Kara Snyder: Sure. Thank you for having me today, Jamie. I have spent my whole career working in multiple healthcare settings. I started my journey after college in skilled nursing where I worked in social work for many years and until I fell in love with hospice and bedside care I have been a hospice consultant for.
Goodness, over six years now.
Jamie Callahan: Very nice. That definitely gives us some insight into how you are going to answer some of these questions. So let's start by just having you explain what hospice care is and how it differs from like traditional medical care.
Kara Snyder: Yeah, of course. So hospice care sometimes. You hear it referred to as palliative care or comfort care.
Sometimes those are gentle, gentler terms for the word hospice. 'cause sometimes it can be a little off-put for people. Hospice is what we consider comfort care as opposed to traditional healthcare. Which is referred to as curative medicine. So the difference between the two is when you somebody elects hospice care or comfort care, we are choosing to move away from going out to the hospital, having to chase specialty care all over the valley, going to primary care.
Pretty much the whole worry of having to get into transportation and go to a visit. Gets eliminated from somebody's plate. When somebody chooses to elect hospice services, all of their care comes right to their home or their home-like setting, and we provide everything we need right there. We become their specialty care, we become their primary care, and we also become their 9 1 1 service.
So anything they are going to need day or night, we will be there for them. They only got an have to know one phone number and they can get ahold of us day and night, holidays, weekends. It truly is a beautiful service.
Jamie Callahan: I feel like this is a great opportunity to interject a photo that I saw some years ago.
Lots of people in southern Oregon know the name doc. John Forsyth, who's a retired cardiologist and also sits on the board with Celia's House, the Hospice House here in Jackson County. He used to make a presentation actually on navigating the end of life and populating your advanced directive and how to do that.
And in that presentation he shared a photo of what it looks like to be in end of life in a hospital versus what it looks like to be in end of life in your. Home, your bedroom where you're surrounded by all of your loving family and possessions that are very comfortable and familiar to you.

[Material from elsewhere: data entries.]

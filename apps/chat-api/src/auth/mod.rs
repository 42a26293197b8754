pub mod binding;
pub mod middleware;
pub mod session;
pub mod validity;
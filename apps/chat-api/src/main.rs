use std::net::SocketAddr;
use std::path::Path;
use std::sync::Arc;
use std::time::Duration;

use chrono::Utc;
use tower_sessions::{MemoryStore, SessionStore};
use tracing_subscriber::{layer::SubscriberExt, util::SubscriberInitExt};

use chat_api::auth::validity::SessionValidity;
use chat_api::config::Config;
use chat_api::db::identities::{IdentityStore, MemoryIdentityStore, PgIdentityStore};
use chat_api::db::messages::{MemoryMessageStore, MessageStore, PgMessageStore};
use chat_api::db::sessions::PgSessionStore;
use chat_api::views::Views;
use chat_api::AppState;
use chatroom_common::SnowflakeGenerator;

const EXPIRED_SESSION_SWEEP: Duration = Duration::from_secs(60 * 60);

#[tokio::main]
async fn main() {
    // Load .env file (silently skip if missing; env vars may be set externally)
    if dotenvy::dotenv().is_err() {
        let env_path = Path::new(env!("CARGO_MANIFEST_DIR")).join(".env");
        let _ = dotenvy::from_path(env_path);
    }

    tracing_subscriber::registry()
        .with(tracing_subscriber::EnvFilter::from_default_env())
        .with(tracing_subscriber::fmt::layer())
        .init();

    let config = Config::from_env();

    match config.database_url.clone() {
        Some(database_url) => {
            let db = chat_api::db::pool::connect(&database_url).await;
            let sessions = PgSessionStore::new(db.clone());
            spawn_session_sweeper(sessions.clone());

            tracing::info!("using PostgreSQL stores");
            serve(
                config,
                Arc::new(PgIdentityStore::new(db.clone())),
                Arc::new(PgMessageStore::new(db)),
                sessions,
            )
            .await;
        }
        None => {
            tracing::warn!("DATABASE_URL not set; state is kept in memory");
            serve(
                config,
                Arc::new(MemoryIdentityStore::new()),
                Arc::new(MemoryMessageStore::new()),
                MemoryStore::default(),
            )
            .await;
        }
    }
}

async fn serve<Store>(
    config: Config,
    identities: Arc<dyn IdentityStore>,
    messages: Arc<dyn MessageStore>,
    sessions: Store,
) where
    Store: SessionStore + Clone,
{
    let addr = SocketAddr::from(([0, 0, 0, 0], config.port));
    let listener = tokio::net::TcpListener::bind(addr)
        .await
        .expect("failed to bind");

    // Identities never outlive the process that created them.
    identities
        .clear()
        .await
        .expect("failed to reset identity store");

    let views = Views::new().expect("failed to compile templates");

    // Any login stamped before this instant belongs to a previous incarnation.
    let validity = SessionValidity::new(Utc::now());

    let state = AppState {
        identities,
        messages,
        validity,
        snowflake: Arc::new(SnowflakeGenerator::new(0)),
        views: Arc::new(views),
        config: Arc::new(config),
    };

    let app = chat_api::app(state, sessions);

    tracing::info!(%addr, started_at = %validity.started_at(), "chat-api listening");

    axum::serve(listener, app)
        .with_graceful_shutdown(shutdown_signal())
        .await
        .expect("server error");
}

fn spawn_session_sweeper(sessions: PgSessionStore) {
    tokio::spawn(async move {
        let mut interval = tokio::time::interval(EXPIRED_SESSION_SWEEP);
        loop {
            interval.tick().await;
            match sessions.delete_expired().await {
                Ok(removed) if removed > 0 => tracing::debug!(removed, "expired sessions deleted"),
                Ok(_) => {}
                Err(err) => tracing::warn!(%err, "expired session sweep failed"),
            }
        }
    });
}

async fn shutdown_signal() {
    if let Err(err) = tokio::signal::ctrl_c().await {
        tracing::error!(%err, "failed to listen for shutdown signal");
        std::future::pending::<()>().await;
    }
    tracing::info!("shutting down");
}
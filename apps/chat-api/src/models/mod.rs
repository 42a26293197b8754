pub mod identity;
pub mod message;

pub use identity::Identity;
pub use message::Message;
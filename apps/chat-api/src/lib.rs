pub mod auth;
pub mod chat;
pub mod config;
pub mod db;
pub mod error;
pub mod models;
pub mod routes;
pub mod views;

use std::sync::Arc;

use axum::Router;
use chatroom_common::SnowflakeGenerator;
use tower_http::trace::TraceLayer;
use tower_sessions::cookie::SameSite;
use tower_sessions::{SessionManagerLayer, SessionStore};

use auth::validity::SessionValidity;
use config::Config;
use db::identities::IdentityStore;
use db::messages::MessageStore;
use views::Views;

/// Shared application state available to all route handlers.
#[derive(Clone)]
pub struct AppState {
    pub identities: Arc<dyn IdentityStore>,
    pub messages: Arc<dyn MessageStore>,
    pub validity: SessionValidity,
    pub snowflake: Arc<SnowflakeGenerator>,
    pub views: Arc<Views>,
    pub config: Arc<Config>,
}

/// The complete service: routes, request gate, cookie sessions and tracing.
pub fn app<Store>(state: AppState, sessions: Store) -> Router
where
    Store: SessionStore + Clone,
{
    let session_layer = SessionManagerLayer::new(sessions)
        .with_name(state.config.session_cookie_name.clone())
        .with_secure(state.config.session_cookie_secure)
        .with_same_site(SameSite::Lax);

    routes::router(state)
        .layer(session_layer)
        .layer(TraceLayer::new_for_http())
}
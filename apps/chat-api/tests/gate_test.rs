mod common;

use axum::http::header::LOCATION;
use axum::http::StatusCode;
use common::{assert_redirect, login_ok, send, TestHarness};

const GATED_PAGES: &[&str] = &["/chat", "/search"];

const GATED_API: &[&str] = &[
    "/api/chat/update",
    "/api/chat/send-message",
    "/api/search/username/alice",
    "/api/search/message/hello",
];

// ===========================================================================
// Not logged in
// ===========================================================================

#[tokio::test]
async fn pages_redirect_home_without_login() {
    let harness = TestHarness::new();
    let client = harness.client();

    for path in GATED_PAGES {
        let resp = client.get(path).await;
        assert_redirect(&resp, "/");
    }
}

#[tokio::test]
async fn api_answers_unauthorized_without_login() {
    let harness = TestHarness::new();
    let client = harness.client();

    for path in GATED_API {
        let resp = client.get(path).await;
        resp.assert_status(StatusCode::UNAUTHORIZED);
        assert_eq!(resp.header(LOCATION), "/", "{path}");
        let body: serde_json::Value = resp.json();
        assert_eq!(body["error"]["code"], "UNAUTHORIZED");
    }
}

#[tokio::test]
async fn posting_without_login_never_reaches_the_store() {
    let harness = TestHarness::new();
    let client = harness.client();

    let resp = send(&client, "alice", "hello").await;
    resp.assert_status(StatusCode::UNAUTHORIZED);

    let peer = harness.client();
    login_ok(&peer, "bob").await;
    let update = common::update(&peer).await;
    assert!(update["messages"].as_array().unwrap().is_empty());
}

#[tokio::test]
async fn rejected_login_does_not_open_the_gate() {
    let harness = TestHarness::new();
    let owner = harness.client();
    let client = harness.client();
    login_ok(&owner, "alice").await;

    common::login(&client, "alice").await.assert_status_ok();

    client
        .get("/api/chat/update")
        .await
        .assert_status(StatusCode::UNAUTHORIZED);
}

// ===========================================================================
// Logged in
// ===========================================================================

#[tokio::test]
async fn pages_open_after_login() {
    let harness = TestHarness::new();
    let client = harness.client();
    login_ok(&client, "alice").await;

    for path in GATED_PAGES {
        client.get(path).await.assert_status_ok();
    }
}

#[tokio::test]
async fn send_message_by_get_is_a_bad_request() {
    let harness = TestHarness::new();
    let client = harness.client();
    login_ok(&client, "alice").await;

    let resp = client.get("/api/chat/send-message").await;
    resp.assert_status(StatusCode::BAD_REQUEST);
    let body: serde_json::Value = resp.json();
    assert_eq!(body["error"]["message"], "This function requires a post request.");
}

#[tokio::test]
async fn logout_closes_the_gate() {
    let harness = TestHarness::new();
    let client = harness.client();
    login_ok(&client, "alice").await;

    assert_redirect(&client.get("/chat/logout").await, "/");

    assert_redirect(&client.get("/chat").await, "/");
    client
        .get("/api/chat/update")
        .await
        .assert_status(StatusCode::UNAUTHORIZED);
}

// ===========================================================================
// Restart
// ===========================================================================

#[tokio::test]
async fn login_from_before_restart_is_invalid() {
    let harness = TestHarness::new();
    let client = harness.client();
    let resp = login_ok(&client, "alice").await;
    let cookie = resp.cookie(harness.cookie_name());
    client.get("/chat").await.assert_status_ok();

    let restarted = harness.restart().await;
    let mut returning = restarted.client();
    returning.add_cookie(cookie);

    assert_redirect(&returning.get("/chat").await, "/");
    let api = returning.get("/api/chat/update").await;
    api.assert_status(StatusCode::UNAUTHORIZED);
    assert_eq!(api.header(LOCATION), "/");

    // Home shows the form instead of bouncing to /chat.
    returning.get("/").await.assert_status_ok();
}

#[tokio::test]
async fn names_are_free_again_after_restart() {
    let harness = TestHarness::new();
    let client = harness.client();
    login_ok(&client, "alice").await;
    send(&client, "alice", "before the restart").await.assert_status_ok();

    let restarted = harness.restart().await;
    assert!(restarted.bound_names().await.is_empty());

    let newcomer = restarted.client();
    login_ok(&newcomer, "alice").await;

    let update = common::update(&newcomer).await;
    assert_eq!(common::user_names(&update), vec!["alice"]);
    assert_eq!(common::texts(&update["messages"]), vec!["before the restart"]);
}

#[tokio::test]
async fn returning_session_can_log_in_again_after_restart() {
    let harness = TestHarness::new();
    let client = harness.client();
    let cookie = login_ok(&client, "alice")
        .await
        .cookie(harness.cookie_name());

    let restarted = harness.restart().await;
    let mut returning = restarted.client();
    returning.add_cookie(cookie);

    login_ok(&returning, "alice").await;
    returning.get("/chat").await.assert_status_ok();
    send(&returning, "alice", "back again").await.assert_status_ok();
}
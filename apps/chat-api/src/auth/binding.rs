//! Name ↔ session binding: login and logout.
//!
//! These functions only talk to the [`IdentityStore`]; stamping or clearing
//! the caller's login time is left to the transport layer.

use crate::db::identities::IdentityStore;
use crate::error::ApiError;
use crate::models::Identity;

/// Result of a login attempt.
#[derive(Debug, Clone, Copy, PartialEq, Eq)]
pub enum LoginOutcome {
    /// The name was free and is now bound to the caller's session.
    AcceptedNew,
    /// The name was already bound to the caller's session.
    AcceptedReturning,
    /// The name is bound to a different session. Nothing was changed.
    RejectedNameTaken,
}

impl LoginOutcome {
    pub fn is_accepted(self) -> bool {
        !matches!(self, LoginOutcome::RejectedNameTaken)
    }
}

/// Bind `name` to `session_id`.
///
/// `name` must already be validated (non-empty). Comparison is exact and
/// case-sensitive. A rejected attempt changes nothing. Once the new name is
/// bound, any other name the session held is released, so a session owns at
/// most one identity.
pub async fn login(
    identities: &dyn IdentityStore,
    name: &str,
    session_id: &str,
) -> Result<LoginOutcome, ApiError> {
    if let Some(existing) = identities.find_by_name(name).await? {
        return Ok(if existing.session_id == session_id {
            LoginOutcome::AcceptedReturning
        } else {
            LoginOutcome::RejectedNameTaken
        });
    }

    if !identities.insert(&Identity::new(name, session_id)).await? {
        // Lost the race for a free name. The store decided who owns it.
        let winner = identities.find_by_name(name).await?;
        return Ok(match winner {
            Some(identity) if identity.session_id == session_id => LoginOutcome::AcceptedReturning,
            _ => LoginOutcome::RejectedNameTaken,
        });
    }

    for previous in identities.release_others(session_id, name).await? {
        tracing::debug!(from = %previous.name, to = name, "session switched names");
    }
    Ok(LoginOutcome::AcceptedNew)
}

/// Release whatever name `session_id` holds. Safe to call repeatedly.
pub async fn logout(
    identities: &dyn IdentityStore,
    session_id: &str,
) -> Result<Option<Identity>, ApiError> {
    identities.delete_by_session(session_id).await
}
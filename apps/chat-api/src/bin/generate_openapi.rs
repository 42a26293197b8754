//! Writes the JSON API description to `specs/chat-api.json`.

use utoipa::OpenApi;

fn main() -> Result<(), Box<dyn std::error::Error>> {
    let doc = chat_api::routes::ApiDoc::openapi().to_pretty_json()?;
    let out = std::path::Path::new(env!("CARGO_MANIFEST_DIR")).join("../../specs/chat-api.json");
    if let Some(parent) = out.parent() {
        std::fs::create_dir_all(parent)?;
    }
    std::fs::write(&out, doc)?;
    println!("Wrote {}", out.display());
    Ok(())
}
use chrono::{DateTime, Utc};
use diesel::prelude::*;
use serde::Serialize;
use utoipa::ToSchema;

use crate::db::schema::messages;

/// A posted chat message. Immutable once stored.
#[derive(Debug, Clone, PartialEq, Eq, Queryable, Selectable, Insertable, Serialize, ToSchema)]
#[diesel(table_name = messages)]
#[diesel(check_for_backend(diesel::pg::Pg))]
pub struct Message {
    /// Snowflake ID, serialized as a string so JavaScript clients keep full precision.
    #[serde(serialize_with = "serialize_i64_as_string")]
    #[schema(value_type = String)]
    pub id: i64,
    /// Name the message was posted under.
    #[serde(rename = "user")]
    pub author: String,
    pub text: String,
    pub posted_at: DateTime<Utc>,
}

impl Message {
    /// Ordering key for "most recent first" listings; the ID breaks timestamp ties.
    pub fn recency(&self) -> (DateTime<Utc>, i64) {
        (self.posted_at, self.id)
    }
}

fn serialize_i64_as_string<S: serde::Serializer>(val: &i64, s: S) -> Result<S::Ok, S::Error> {
    s.serialize_str(&val.to_string())
}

Whereas in a hospital, you have bells going off all the time and doctors coming in and interrupting you, and it feels very cold and like an institution. And I feel like hospice just really, allows a family to eliminate that altogether. So tell me, along those lines, I think folks always want to know what services exactly does hospice provide to patients and families when they do go home and they choose not to be in the hospital?
Kara Snyder: Yeah, of course. There is a team of people that get assigned to someone when they're on hospice services, and that team helps pretty much navigate from the day of admission all the way through the end and beyond what their care is going to look like. They will have, a registered nurse, we refer to them as case managers and that person is there to truly direct their care.
Any medications they're going to need, any medical supplies, medical equipment they are gonna be the one there providing bedside care whenever the patient needs it. So traditionally, you usually see a nurse visit at least twice a week, but that differs depending on what those care needs are and what they're actually providing during each visit.
Other than that, there is hospice aides, they're certified nursing assistants. They come in to help with personal care. So bathing assistance, sometimes that can be a pretty daunting task for a family to have to do. So it's one of those things that we can take off of their plate for them. And again, there's no black and white schedule for that either.
It's truly however often they wanna have those services. Usually we see families request. Bathing two to three times a week. Some people want it every day. Some people don't want it all. So it truly depends on what their preference is. Other folks on the team who are checking in with families, their social work support, social workers on a hospice team is there to provide resources.
So we are looking at, do you need caregivers in place? Let me help you get those services. Do you need help getting your final arrangements set up or burial arrangements, chasing paperwork, helping get food services in place? Social workers are there to provide all of those resources so we can make sure a patient is safe within their home.
The other folks on the team who are in Portman are chaplain services. Chaplains are, it's non-denominational, so they're not coming in to convert anybody's. Faith or anything, they truly are going to meet a patient wherever they are spiritually, and just that can provide a lot of comfort for folks to have someone to pray with or sing songs or just to be a presence holding their hand at the bedside.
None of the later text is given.